Operating profit across the partnership was down 55.5% to £114.7m, driven by the same issues. Gross sales at the Partnership were up 1% for the year, to £11.7bn.
Gross sales at John Lewis & Partners were up 0.7% to £4.9bn for the year, but like-for-like sales decreased by 1.4%.
Nickolds confirmed that about a quarter of the total profit impact at John Lewis was related to promotional activity. However, she stressed that this wasn’t necessarily attributable to the “Never knowingly undersold” price promise.
“We’re taking the longer-term view and have been really restless in pursuing what make us different, and positioning the brand for what we believe will be the future of retail,” she said. “By which we mean a truly differentiated product, enhanced experience and the development of services that, as a brand, we are uniquely placed to deliver.”
John Lewis’s unique product offering, made up of own brand and exclusives, increased from 24% in 2017 to 34% in 2018, as a result of an overhaul of its womenswear and accessories department. This year, the change will be rolled out to menswear, beginning with the launch of six new independent brands last month.
Nickolds said: “We will relaunch our [menswear] own brand in September but, in the meantime, we are also introducing a significant number of new exclusive brands with a real focus on testing new and unique brands that have very limited exposure.”
A full rollout of personal styling services to all stores that run fashion will be completed in the first half of the year, following 20% uplift in sales via personal styling services on the previous year.
“These all reflect our belief that the future of retail will increasingly rely on services and experiences around products as much as the products themselves,” said Nickolds. “At a time when others are cutting back on partner and staffing numbers, we’re investing in frontline partners, and new roles and training designed to create better jobs.”
Mayfield and Nickolds assured that there were no planned store closures for John Lewis, despite the partnership selling five Waitrose stores to rival retailers, putting 440 jobs at risk.
After warnings in January that staff might not receive bonuses, the partnership announced a 3% payout – its lowest annual bonus since 1953.
Despite a poor profit performance, group finance director Patrick Lewis maintained that the partnership’s strong cash position leaves it “absolutely as ready as [it] can be” for any Brexit eventuality.
Lewis said: “We’ve got a record level of liquidity, £1.5bn, which is double what we had five years ago. It means in April we will pay a bond of £275m from cash and on top of that we also have wider reserves for the volatility of trading we might need to expect throughout the year.”
Mayfield added: “A chaotic [Brexit] ‘no deal’ is a very bad outcome and should be avoided.
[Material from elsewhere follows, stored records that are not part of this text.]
//! Run a small Swiss event in memory and print each round.
//!
//! ```text
//! cargo run -p swiss_tournament --example swiss_round
//! ```

use std::sync::Arc;
use swiss_tournament::db::MemoryTournamentStore;
use swiss_tournament::tournament::{TournamentManager, TournamentResult};

#[tokio::main]
async fn main() -> TournamentResult<()> {
    let manager = TournamentManager::new(Arc::new(MemoryTournamentStore::new()));

    for name in [
        "Bruno Walton",
        "Boots O'Neal",
        "Cathy Burton",
        "Diane Grant",
        "Markov Chaney",
    ] {
        manager.register_player(name, None).await?;
    }

    for round in 1..=3 {
        println!("Round {round}");
        for pairing in manager.pairings(None).await? {
            println!("  {} vs {}", pairing.name_a, pairing.name_b);
            // the first-named player wins every board
            manager
                .report_match(pairing.player_a, pairing.player_b, None)
                .await?;
        }
    }

    println!("\nFinal standings");
    for (rank, row) in manager.standings(None).await?.iter().enumerate() {
        println!(
            "{:>2}. {:<16} {:>2} pts  {} played  tb {:.2}",
            rank + 1,
            row.name,
            row.points,
            row.matches,
            row.tie_break
        );
    }

    Ok(())
}
//! Admin tool configuration management.
//!
//! Consolidates all environment variable reads and provides validated configuration.

use swiss_tournament::db::DatabaseConfig;
use swiss_tournament::tournament::{ByePolicy, EngineConfig};

/// Complete admin configuration loaded from environment variables
#[derive(Debug, Clone)]
pub struct AdminConfig {
    /// Database configuration
    pub database: DatabaseConfig,
    /// Engine configuration
    pub engine: EngineConfig,
}

impl AdminConfig {
    /// Load configuration from environment variables
    ///
    /// # Arguments
    ///
    /// * `database_url_override` - Optional database URL override (from CLI args)
    /// * `bye_policy_override` - Optional bye policy override (from CLI args)
    ///
    /// # Errors
    ///
    /// Returns error if a variable is present but cannot be parsed where a
    /// silent fallback would change tournament results
    pub fn from_env(
        database_url_override: Option<String>,
        bye_policy_override: Option<ByePolicy>,
    ) -> Result<Self, ConfigError> {
        let mut database = DatabaseConfig::from_env();
        if let Some(url) = database_url_override {
            database.database_url = url;
        }

        let engine = match bye_policy_override {
            Some(bye_policy) => EngineConfig { bye_policy },
            None => EngineConfig::from_env().map_err(|reason| ConfigError::Invalid {
                var: "SWISS_BYE_POLICY".to_string(),
                reason,
            })?,
        };

        Ok(AdminConfig { database, engine })
    }

    /// Validate configuration after loading
    pub fn validate(&self) -> Result<(), ConfigError> {
        let url = &self.database.database_url;
        if !(url.starts_with("postgres://") || url.starts_with("postgresql://")) {
            return Err(ConfigError::Invalid {
                var: "DATABASE_URL".to_string(),
                reason: "Must be a postgres:// or postgresql:// URL".to_string(),
            });
        }

        if self.database.max_connections == 0 {
            return Err(ConfigError::Invalid {
                var: "DB_MAX_CONNECTIONS".to_string(),
                reason: "Must be greater than 0".to_string(),
            });
        }

        if self.database.min_connections > self.database.max_connections {
            return Err(ConfigError::Invalid {
                var: "DB_MIN_CONNECTIONS".to_string(),
                reason: format!(
                    "Cannot exceed max connections ({})",
                    self.database.max_connections
                ),
            });
        }

        if self.database.query_timeout_secs == 0 {
            return Err(ConfigError::Invalid {
                var: "DB_QUERY_TIMEOUT".to_string(),
                reason: "Must be greater than 0".to_string(),
            });
        }

        Ok(())
    }
}

/// Configuration error types
#[derive(Debug, thiserror::Error)]
pub enum ConfigError {
    #[error("Invalid configuration for {var}: {reason}")]
    Invalid { var: String, reason: String },
}
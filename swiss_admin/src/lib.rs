//! Command line administration for the Swiss tournament engine.

pub mod cli;
pub mod config;
pub mod logging;
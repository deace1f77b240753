//! Database configuration module.
//!
//! Provides configuration structures for database connection management.

use super::timeouts::DEFAULT_QUERY_TIMEOUT;
use std::env;
use std::time::Duration;

/// Database configuration
#[derive(Debug, Clone)]
pub struct DatabaseConfig {
    /// PostgreSQL connection URL
    pub database_url: String,

    /// Maximum number of connections in the pool
    pub max_connections: u32,

    /// Minimum number of connections in the pool
    pub min_connections: u32,

    /// Connection timeout in seconds
    pub connection_timeout_secs: u64,

    /// Idle connection timeout in seconds
    pub idle_timeout_secs: u64,

    /// Maximum connection lifetime in seconds
    pub max_lifetime_secs: u64,

    /// Upper bound for a single query in seconds
    pub query_timeout_secs: u64,
}

impl DatabaseConfig {
    /// Create configuration from environment variables
    ///
    /// Expected environment variables:
    /// - `DATABASE_URL`: PostgreSQL connection string (default: development URL)
    /// - `DB_MAX_CONNECTIONS`: Maximum pool size (default: 10)
    /// - `DB_MIN_CONNECTIONS`: Minimum pool size (default: 1)
    /// - `DB_CONNECTION_TIMEOUT`: Connection timeout in seconds (default: 10)
    /// - `DB_IDLE_TIMEOUT`: Idle timeout in seconds (default: 600)
    /// - `DB_MAX_LIFETIME`: Max lifetime in seconds (default: 1800)
    /// - `DB_QUERY_TIMEOUT`: Per-query timeout in seconds (default: 5)
    ///
    /// Unparsable numbers fall back to their defaults.
    pub fn from_env() -> Self {
        let defaults = Self::development();
        Self {
            database_url: env::var("DATABASE_URL").unwrap_or(defaults.database_url),
            max_connections: parse_env_or("DB_MAX_CONNECTIONS", defaults.max_connections),
            min_connections: parse_env_or("DB_MIN_CONNECTIONS", defaults.min_connections),
            connection_timeout_secs: parse_env_or(
                "DB_CONNECTION_TIMEOUT",
                defaults.connection_timeout_secs,
            ),
            idle_timeout_secs: parse_env_or("DB_IDLE_TIMEOUT", defaults.idle_timeout_secs),
            max_lifetime_secs: parse_env_or("DB_MAX_LIFETIME", defaults.max_lifetime_secs),
            query_timeout_secs: parse_env_or("DB_QUERY_TIMEOUT", defaults.query_timeout_secs),
        }
    }

    /// Create a default configuration for development
    ///
    /// Uses `postgres://postgres@localhost/tournament` as the database URL
    pub fn development() -> Self {
        Self {
            database_url: "postgres://postgres@localhost/tournament".to_string(),
            max_connections: 10,
            min_connections: 1,
            connection_timeout_secs: 10,
            idle_timeout_secs: 600,
            max_lifetime_secs: 1800,
            query_timeout_secs: DEFAULT_QUERY_TIMEOUT.as_secs(),
        }
    }

    /// Per-query timeout as a `Duration`
    pub fn query_timeout(&self) -> Duration {
        Duration::from_secs(self.query_timeout_secs)
    }
}

impl Default for DatabaseConfig {
    fn default() -> Self {
        Self::development()
    }
}

fn parse_env_or<T>(key: &str, default: T) -> T
where
    T: std::str::FromStr,
{
    env::var(key)
        .ok()
        .and_then(|v| v.parse().ok())
        .unwrap_or(default)
}

#[cfg(test)]
mod tests {
    use super::*;

    #[test]
    fn test_development_defaults() {
        let config = DatabaseConfig::default();
        assert!(config.database_url.ends_with("/tournament"));
        assert!(config.min_connections <= config.max_connections);
        assert_eq!(config.query_timeout(), Duration::from_secs(5));
    }
}
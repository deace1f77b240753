//! Player name sanitization.
//!
//! Names come from untrusted callers and end up in rendered pages elsewhere,
//! so markup is neutralized before storage: markup-significant characters are
//! escaped as HTML entities and control characters are dropped.

use crate::tournament::{TournamentError, TournamentResult};

/// Escape markup in a player name
///
/// Returns `InvalidName` when nothing printable is left.
///
/// # Example
///
/// ```
/// use swiss_tournament::security::sanitize_name;
///
/// let name = sanitize_name("<script>alert(1)</script>Bobby").unwrap();
/// assert_eq!(name, "&lt;script&gt;alert(1)&lt;/script&gt;Bobby");
/// ```
pub fn sanitize_name(raw: &str) -> TournamentResult<String> {
    let trimmed = raw.trim();
    let mut clean = String::with_capacity(trimmed.len());

    for c in trimmed.chars() {
        match c {
            '&' => clean.push_str("&amp;"),
            '<' => clean.push_str("&lt;"),
            '>' => clean.push_str("&gt;"),
            '"' => clean.push_str("&quot;"),
            '\'' => clean.push_str("&#x27;"),
            c if c.is_control() => {}
            c => clean.push(c),
        }
    }

    if clean.trim().is_empty() {
        return Err(TournamentError::InvalidName(raw.to_string()));
    }

    Ok(clean)
}
/// Run a command
///
/// `database` is only consulted by commands that manage the database itself.
pub async fn execute(
    command: &Command,
    tournament: Option<TournamentId>,
    manager: &TournamentManager,
    database: Option<&Database>,
) -> anyhow::Result<Outcome> {
    let outcome = match command {
        Command::InitDb | Command::Health => {
            let Some(db) = database else {
                bail!("{} needs a database connection", command.name());
            };
            if *command == Command::InitDb {
                db.apply_schema().await.context("Failed to apply schema")?;
                Outcome::Done("Schema applied".to_string())
            } else {
                let latency = db.health_check().await.context("Database health check failed")?;
                let schema = if db.schema_present().await? {
                    "schema present"
                } else {
                    "schema missing, run init-db"
                };
                Outcome::Done(format!(
                    "Database is healthy ({} ms, {schema})",
                    latency.as_millis()
                ))
            }
        }
        Command::CreateTournament => Outcome::Tournament(manager.create_tournament().await?),
        Command::List => Outcome::Tournaments(manager.list_tournaments().await?),
        Command::Register { name } => {
            Outcome::Player(manager.register_player(name, tournament).await?)
        }
        Command::Attach { player } => {
            manager.attach_player(*player, tournament).await?;
            Outcome::Done(format!("Attached player {player}"))
        }
        Command::Deactivate { player } => {
            manager.deactivate_player(*player, tournament).await?;
            Outcome::Done(format!("Deactivated player {player}"))
        }
        Command::DeactivateAll => {
            Outcome::Changed(manager.deactivate_all_players(tournament).await?)
        }
        Command::Count => Outcome::Count(manager.count_active_players(tournament).await?),
        Command::Roster => Outcome::Roster(manager.roster(tournament).await?),
        Command::ReportMatch { winner, loser } => {
            Outcome::Match(manager.report_match(*winner, *loser, tournament).await?)
        }
        Command::ReportDraw { player_a, player_b } => {
            Outcome::Match(manager.report_draw(*player_a, *player_b, tournament).await?)
        }
        Command::ReportBye { player } => {
            Outcome::Match(manager.report_bye(*player, tournament).await?)
        }
        Command::Standings => Outcome::Standings(manager.standings(tournament).await?),
        Command::Pairings => Outcome::Pairings(manager.pairings(tournament).await?),
        Command::History => Outcome::History(manager.match_history(tournament).await?),
        Command::WipeMatches => Outcome::Changed(manager.wipe_matches(tournament).await?),
        Command::WipePlayers => Outcome::Changed(manager.wipe_all_players().await?),
    };

    Ok(outcome)
}

/// Render an outcome for the terminal
pub fn render(outcome: &Outcome, json: bool) -> anyhow::Result<String> {
    if json {
        return Ok(serde_json::to_string_pretty(outcome)?);
    }

    let mut out = String::new();
    match outcome {
        Outcome::Done(message) => out.push_str(message),
        Outcome::Tournament(id) => write!(out, "Tournament {id}")?,
        Outcome::Player(id) => write!(out, "Player {id}")?,
        Outcome::Count(n) => write!(out, "{n}")?,
        Outcome::Changed(n) => write!(out, "{n} row(s) affected")?,
        Outcome::Match(id) => write!(out, "Match {id}")?,
        Outcome::Tournaments(list) => {
            writeln!(out, "{:>4}  {:<20}  {:>6}  {:>7}", "ID", "CREATED", "ACTIVE", "MATCHES")?;
            for t in list {
                writeln!(
                    out,
                    "{:>4}  {:<20}  {:>6}  {:>7}",
                    t.id,
                    t.created_at.format("%Y-%m-%d %H:%M:%S"),
                    t.active_count,
                    t.match_count
                )?;
            }
        }
        Outcome::Roster(entries) => {
            writeln!(out, "{:>4}  {:<24}  {:<8}  {}", "ID", "NAME", "STATUS", "BYE")?;
            for e in entries {
                writeln!(
                    out,
                    "{:>4}  {:<24}  {:<8}  {}",
                    e.player_id,
                    e.name,
                    if e.active { "active" } else { "inactive" },
                    if e.bye_awarded { "yes" } else { "no" }
                )?;
            }
        }
        Outcome::Standings(rows) => {
            writeln!(
                out,
                "{:>4}  {:>4}  {:<24}  {:>6}  {:>5}  {:>7}  {:>9}",
                "RANK", "ID", "NAME", "POINTS", "WINS", "MATCHES", "TIE-BREAK"
            )?;
            for (rank, s) in rows.iter().enumerate() {
                writeln!(
                    out,
                    "{:>4}  {:>4}  {:<24}  {:>6}  {:>5.2}  {:>7}  {:>9.2}",
                    rank + 1,
                    s.player_id,
                    s.name,
                    s.points,
                    s.win_fraction(),
                    s.matches,
                    s.tie_break
                )?;
            }
        }
        Outcome::Pairings(pairs) => {
            for p in pairs {
                writeln!(
                    out,
                    "{} ({}) vs {} ({})",
                    p.name_a, p.player_a, p.name_b, p.player_b
                )?;
            }
        }
        Outcome::History(matches) => {
            for m in matches {
                let line = match m.outcome {
                    MatchOutcome::Win { winner, loser } => format!("{winner} beat {loser}"),
                    MatchOutcome::Draw { player_a, player_b } => {
                        format!("{player_a} drew with {player_b}")
                    }
                    MatchOutcome::Bye { player } => format!("{player} received a bye"),
                };
                writeln!(out, "#{:<5} {line}", m.match_id)?;
            }
        }
    }

    Ok(out.trim_end().to_string())
}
We all feel like bystanders watching this, and what we have to do is plan for the worst. We have built up a financial position that is resilient against pretty much any scenario.
“If people aren’t buying things you could have a scenario where there is a serious step-down in sales, and we have to be prepared for that. You plant the seeds for the next harvest in the winter and we’re sowing early and cultivating.”